Mais ce ne sont pas encore là les observations les plus intéressantes. Il y a sur cette planète, traversant les continents, de grandes lignes sombres auxquelles on peut donner le nom de canaux, quoique nous ne sachions pas encore ce que c'est. Divers astronomes en ont déjà signalé plusieurs, notamment Dawes en 1864. Pendant les trois dernières oppositions, j'en ai fait une étude spéciale, et j'en ai reconnu un nombre considérable qu'on ne peut pas estimer à moins de soixante. Ces lignes courent entre l'une et l'autre des taches sombres que nous considérons comme des mers, et forment sur les régions claires ou continentales un réseau bien défini. Leur disposition paraît invariable et permanente, au moins d'après ce que j'en puis juger par une observation de quatre années et demie; toutefois leur aspect et leur degré de visibilité ne sont pas toujours les mêmes et dépendent de circonstances que l'état actuel de nos connaissances ne permet pas encore de discuter avec certitude. 

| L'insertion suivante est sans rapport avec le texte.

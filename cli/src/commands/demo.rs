//! A scripted, in-process rehearsal of the supervisor: registers simulated
//! workers, launches a model, exercises routing and abort, then tears it
//! down. Lets an operator sanity-check a `SupervisorConfig` and watch the
//! launch/terminate protocols narrated step by step, without a real cluster.

use std::collections::HashMap;
use std::sync::atomic::{AtomicUsize, Ordering};
use std::sync::{Arc, Mutex};

use anyhow::{Context, Result};
use async_trait::async_trait;
use clap::Args;
use colored::Colorize;

use fleet_supervisor_core::config::ConfigLoader;
use fleet_supervisor_core::supervisor::{
    AbortToken, CacheTracker, DeviceStatus, InstanceInfo, InstanceStatus, LaunchOutcome,
    LaunchRequest, LaunchSpec, ModelDescription, ProgressTracker, StatusGuard, SupervisorHandle,
    WorkerCallError, WorkerHandle, XavierConfig,
};

use crate::error::CliError;
use crate::output::{self, OutputFormat};

#[derive(Args, Debug)]
pub struct DemoArgs {
    /// Number of simulated workers to register
    #[arg(long, default_value_t = 2)]
    pub workers: usize,

    /// Replica count for the rehearsal launch
    #[arg(long, default_value_t = 2)]
    pub replica: u32,

    /// Name for the rehearsal model
    #[arg(long, default_value = "demo-model")]
    pub model_name: String,

    /// Shard the launch across every registered worker instead of
    /// replicating it on one worker each
    #[arg(long)]
    pub sharded: bool,

    /// Block until every replica has loaded before continuing
    #[arg(long, default_value_t = true)]
    pub wait_ready: bool,

    /// Load `SupervisorConfig` from this file instead of the default location
    #[arg(short, long)]
    pub config: Option<std::path::PathBuf>,

    /// Output format for the final model listing
    #[arg(long, value_enum, default_value = "pretty")]
    pub format: OutputFormat,
}

pub async fn execute(args: DemoArgs, verbose: bool) -> Result<()> {
    if args.workers == 0 {
        return Err(CliError::invalid_input("--workers must be at least 1", "pass --workers 1 or higher").into());
    }

    let mut loader = ConfigLoader::new();
    if let Some(ref path) = args.config {
        loader = loader.with_file(path);
    }
    let config = loader.load().context("failed to load configuration")?;

    println!("{}", "Supervisor rehearsal".bold().cyan());
    println!(
        "  health check: {}s interval / {}s timeout / {} strikes",
        config.supervisor.health_check_interval,
        config.supervisor.health_check_timeout,
        config.supervisor.health_check_failure_threshold,
    );
    println!();

    let handle = SupervisorHandle::new(
        config.supervisor_address.clone(),
        config.supervisor,
        Arc::new(InMemoryStatusGuard::default()),
        Arc::new(InMemoryCacheTracker::default()),
        Arc::new(InMemoryProgressTracker),
    );

    let mut worker_addresses = Vec::with_capacity(args.workers);
    for i in 0..args.workers {
        let address = format!("sim-worker-{i}:9000");
        handle
            .add_worker(Arc::new(SimWorker::new(&address)))
            .await
            .context("failed to register simulated worker")?;
        worker_addresses.push(address);
    }
    println!("{} registered {} simulated worker(s)", "✓".green().bold(), args.workers);
    if verbose {
        output::display_workers(&handle.list_workers().await, OutputFormat::Pretty)?;
    }

    let request = LaunchRequest {
        model_uid: None,
        model_name: args.model_name.clone(),
        model_version: None,
        replica: args.replica,
        n_worker: if args.sharded { args.workers as u32 } else { 1 },
        request_limits: 0,
        gpu_idx: vec![],
        worker_ip: None,
        enable_xavier: false,
        engine_supports_collective: false,
        wait_ready: args.wait_ready,
    };

    let model_uid = handle.launch_model(request).await.context("launch failed")?;
    println!("{} launched '{}'", "✓".green().bold(), model_uid.bold());

    let models = handle.list_models().await;
    output::display_models(&models, args.format)?;

    let worker = handle.get_model(&model_uid).await.context("routing failed")?;
    println!("  routed to {}", worker.address().cyan());

    let token = handle
        .abort_request(&model_uid, "demo-request", 5)
        .await
        .context("abort failed")?;
    println!("  abort_request returned {token:?}");

    let info = handle.get_instance_info(&model_uid).await;
    output::display_instance_info(info.as_ref(), args.format)?;

    handle
        .terminate_model(&model_uid, false)
        .await
        .context("terminate failed")?;
    println!("{} terminated '{}'", "✓".green().bold(), model_uid.bold());

    let remaining = handle.list_models().await;
    output::display_models(&remaining, args.format)?;

    Ok(())
}

/// A single-process worker double with enough real behavior (tracked
/// per-replica model counts, rank-0 rendezvous, abort bookkeeping) to drive
/// every supervisor protocol, but no actual inference or GPU access.
struct SimWorker {
    address: String,
    model_count: AtomicUsize,
}

impl SimWorker {
    fn new(address: &str) -> Self {
        Self {
            address: address.to_string(),
            model_count: AtomicUsize::new(0),
        }
    }
}

#[async_trait]
impl WorkerHandle for SimWorker {
    fn address(&self) -> &str {
        &self.address
    }

    async fn get_model_count(&self) -> Result<usize, WorkerCallError> {
        Ok(self.model_count.load(Ordering::SeqCst))
    }

    async fn get_devices_count(&self) -> Result<usize, WorkerCallError> {
        Ok(1)
    }

    async fn launch_builtin_model(&self, spec: LaunchSpec) -> Result<LaunchOutcome, WorkerCallError> {
        self.model_count.fetch_add(1, Ordering::SeqCst);
        let driver_info = if spec.shard == Some(0) {
            Some(format!("driver-info-{}", spec.replica_uid))
        } else {
            None
        };
        Ok(LaunchOutcome {
            subpool_address: format!("{}/{}", self.address, spec.replica_uid),
            driver_info,
        })
    }

    async fn launch_rank0_model(
        &self,
        model_uid: &str,
        _xavier_config: &XavierConfig,
    ) -> Result<(String, u16), WorkerCallError> {
        Ok((format!("{}/{}-rank0", self.address, model_uid), 29500))
    }

    async fn wait_for_load(&self, _replica_uid: &str) -> Result<(), WorkerCallError> {
        Ok(())
    }

    async fn terminate_model(&self, _replica_uid: &str) -> Result<(), WorkerCallError> {
        self.model_count.fetch_sub(1, Ordering::SeqCst);
        Ok(())
    }

    async fn cancel_launch_model(&self, _replica_uid: &str) -> Result<(), WorkerCallError> {
        Ok(())
    }

    async fn describe_model(&self, _replica_uid: &str) -> Result<ModelDescription, WorkerCallError> {
        Ok(ModelDescription {
            model_name: "sim-model".to_string(),
            model_version: None,
            replica: 1,
        })
    }

    async fn list_models(&self) -> Result<Vec<String>, WorkerCallError> {
        Ok(Vec::new())
    }

    async fn abort_request(
        &self,
        _replica_uid: &str,
        _request_id: &str,
        _block_duration_secs: u64,
    ) -> Result<AbortToken, WorkerCallError> {
        Ok(AbortToken::Done)
    }

    async fn start_transfer_for_vllm(
        &self,
        _replica_uid: &str,
        _rank_addresses: &[String],
    ) -> Result<(), WorkerCallError> {
        Ok(())
    }

    async fn get_status(&self) -> Result<HashMap<String, DeviceStatus>, WorkerCallError> {
        let mut status = HashMap::new();
        status.insert(
            "gpu0".to_string(),
            DeviceStatus::Gpu {
                index: 0,
                memory_total: 80 * 1024 * 1024 * 1024,
                memory_used: (self.model_count.load(Ordering::SeqCst) as u64) * 8 * 1024 * 1024 * 1024,
            },
        );
        Ok(status)
    }

    async fn list_cached_models(&self, _model_name: Option<&str>) -> Result<Vec<String>, WorkerCallError> {
        Ok(Vec::new())
    }

    async fn list_deletable_models(&self, _model_version: &str) -> Result<Vec<String>, WorkerCallError> {
        Ok(Vec::new())
    }

    async fn confirm_and_remove_model(&self, _model_version: &str) -> Result<bool, WorkerCallError> {
        Ok(true)
    }

    async fn trigger_exit(&self) -> Result<bool, WorkerCallError> {
        Ok(true)
    }

    async fn register_model(&self, _model_type: &str, _spec: &str, _persist: bool) -> Result<(), WorkerCallError> {
        Ok(())
    }

    async fn unregister_model(&self, _model_type: &str, _model_name: &str) -> Result<(), WorkerCallError> {
        Ok(())
    }

    async fn get_worker_info(&self) -> Result<String, WorkerCallError> {
        Ok(format!("sim-worker at {}", self.address))
    }
}

/// Single-process [`StatusGuard`], backing the demo rehearsal's instance
/// records for the lifetime of the command.
#[derive(Default)]
struct InMemoryStatusGuard {
    instances: Mutex<HashMap<String, InstanceInfo>>,
}

#[async_trait]
impl StatusGuard for InMemoryStatusGuard {
    async fn set_instance_info(&self, info: InstanceInfo) {
        self.instances.lock().unwrap().insert(info.model_uid.clone(), info);
    }

    async fn update_instance_info(&self, model_uid: &str, status: InstanceStatus) {
        if let Some(info) = self.instances.lock().unwrap().get_mut(model_uid) {
            info.status = status;
        }
    }

    async fn remove_instance_info(&self, model_uid: &str) {
        self.instances.lock().unwrap().remove(model_uid);
    }

    async fn get_instance_info(&self, model_uid: &str) -> Option<InstanceInfo> {
        self.instances.lock().unwrap().get(model_uid).cloned()
    }

    async fn get_instance_count(&self) -> usize {
        self.instances.lock().unwrap().len()
    }
}

/// Single-process [`CacheTracker`] for the demo rehearsal.
#[derive(Default)]
struct InMemoryCacheTracker {
    versions: Mutex<HashMap<String, Vec<String>>>,
}

#[async_trait]
impl CacheTracker for InMemoryCacheTracker {
    async fn record_model_version(&self, model_type: &str, version: &str) {
        self.versions
            .lock()
            .unwrap()
            .entry(model_type.to_string())
            .or_default()
            .push(version.to_string());
    }

    async fn unregister_model_version(&self, model_type: &str, version: &str) {
        if let Some(versions) = self.versions.lock().unwrap().get_mut(model_type) {
            versions.retain(|v| v != version);
        }
    }

    async fn get_model_versions(&self, model_type: &str) -> Vec<String> {
        self.versions.lock().unwrap().get(model_type).cloned().unwrap_or_default()
    }
}

/// Single-process [`ProgressTracker`] for the demo rehearsal; the rehearsal
/// never polls launch progress mid-flight, so there is nothing to report.
struct InMemoryProgressTracker;

#[async_trait]
impl ProgressTracker for InMemoryProgressTracker {
    async fn get_progress(&self, _key: &str) -> Option<f64> {
        None
    }
}

#[cfg(test)]
mod tests {
    use super::*;

    #[tokio::test]
    async fn sim_worker_tracks_model_count_across_launch_and_terminate() {
        let worker = SimWorker::new("w1");
        assert_eq!(worker.get_model_count().await.unwrap(), 0);
        worker
            .launch_builtin_model(LaunchSpec {
                model_uid: "m".to_string(),
                model_name: "m".to_string(),
                replica_uid: "m-replica-0-of-1".to_string(),
                request_limits: 0,
                gpu_idx: vec![],
                shard: None,
                n_worker: None,
                driver_info: None,
                xavier_config: None,
            })
            .await
            .unwrap();
        assert_eq!(worker.get_model_count().await.unwrap(), 1);
        worker.terminate_model("m-replica-0-of-1").await.unwrap();
        assert_eq!(worker.get_model_count().await.unwrap(), 0);
    }

    #[tokio::test]
    async fn in_memory_status_guard_round_trips() {
        let guard = InMemoryStatusGuard::default();
        guard
            .set_instance_info(InstanceInfo {
                model_uid: "m".to_string(),
                model_name: "m".to_string(),
                model_version: None,
                replica: 1,
                n_worker: 1,
                status: InstanceStatus::Creating,
                created_ts: chrono::Utc::now(),
            })
            .await;
        guard.update_instance_info("m", InstanceStatus::Ready).await;
        assert_eq!(guard.get_instance_info("m").await.unwrap().status, InstanceStatus::Ready);
        guard.remove_instance_info("m").await;
        assert!(guard.get_instance_info("m").await.is_none());
    }
}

On en a vu en 1879 un grand nombre qui n'étaient pas visibles en 1877, et en 1882 on a retrouvé tous ceux qu'on avait déjà vus, pendant les oppositions précédentes, accompagnés de nouveaux. Quelquefois ces canaux se présentent sous la forme de lignes ombrées et vagues, tandis qu'en d'autres occasions ils sont nets et précis comme un trait fait à la plume. En général ils sont tracés sur la sphère comme des lignes de grands cercles : quelques-uns montrent une courbure latérale sensible. Ils se croisent les uns les autres, obliquement ou à angle droit. Ils ont bien 2 degrés de largeur, ou 120 kilomètres, et plusieurs s'étendent sur une longueur de 80 degrés ou 4 800 kilomètres. Leur nuance est à peu près la même que celle des mers, ordinairement un peu plus claire. Chaque canal se termine à ses deux extrémités dans une mer ou dans un autre canal il n'y a pas un seul exemple d'une extrémité s'arrêtant au milieu de la terre ferme. »

Leur gémination...
Aussi étonnants qu'ils soient les canaux, on l'a dit s'inscrivait assez facilement dans la vision de Mars qu'avaient à l'époque les astronomes. Mais il allait bientôt s'ajouter un élément nouveau, lui, parfaitement incompréhensible. En 1879, le même Schiaparelli en effet  allait  noter quelque chose d'extraordinaire : le Nil, canal souvent mentionné, était remplacé par deux canaux courant sur une grande étendue. En 1882, ce n'était plus le Nil seul, mais bien un grand nombre de canaux qui lui apparaissaient doubles, et cette gémination lui parut une caractéristique de la planète. Reprenons donc le texte de Schiaparelli au point où nous venons de le laisser :
« Ce n'est pas tout, poursuit l'astronome. En certaines saisons, ces canaux se dédoublent, ou, pour mieux dire, se doublent. Ce phénomène paraît arriver à une époque déterminée et se produire à pou près simultanément sur toute l'étendue des continents de la planète. Aucun indice ne s'en est signalé en 1877, pendant les semaines qui ont précédé et suivi le solstice austral de ce monde. Un seul cas isolé s'est présenté en 1879 : le 26 décembre de cette année (un peu avant, l'équinoxe de printemps, qui est arrivé pour Mars le 21 janvier 1880), j'ai remarqué le dédoublement du Nil, entre le lac de la Lune et le golfe Céraunique. Ces deux traits réguliers égaux et parallèles me causèrent, je l'avoue, une profonde surprise, d'autant plus grande que, quelques jours avant, le 23 et le 24 décembre, j'avais observé avec soin cette même région sans rien découvrir de pareil. J'attendis avec curiosité le retour de la planète en 1881 pour savoir si quelque phénomène analogue se présenterait dans le même endroit, et je vis reparaître le même fait le 11 janvier 1882 un mois après l'équinoxe de printemps de la planète (qui avait eu lieu le 8 décembre 1881) : le dédoublement était encore évident à la fin de février. A cette même date du 11 janvier, un autre dédoublement s'était déjà produit : celui de la section moyenne du canal des Cyclopes, à côté de l'Elysium.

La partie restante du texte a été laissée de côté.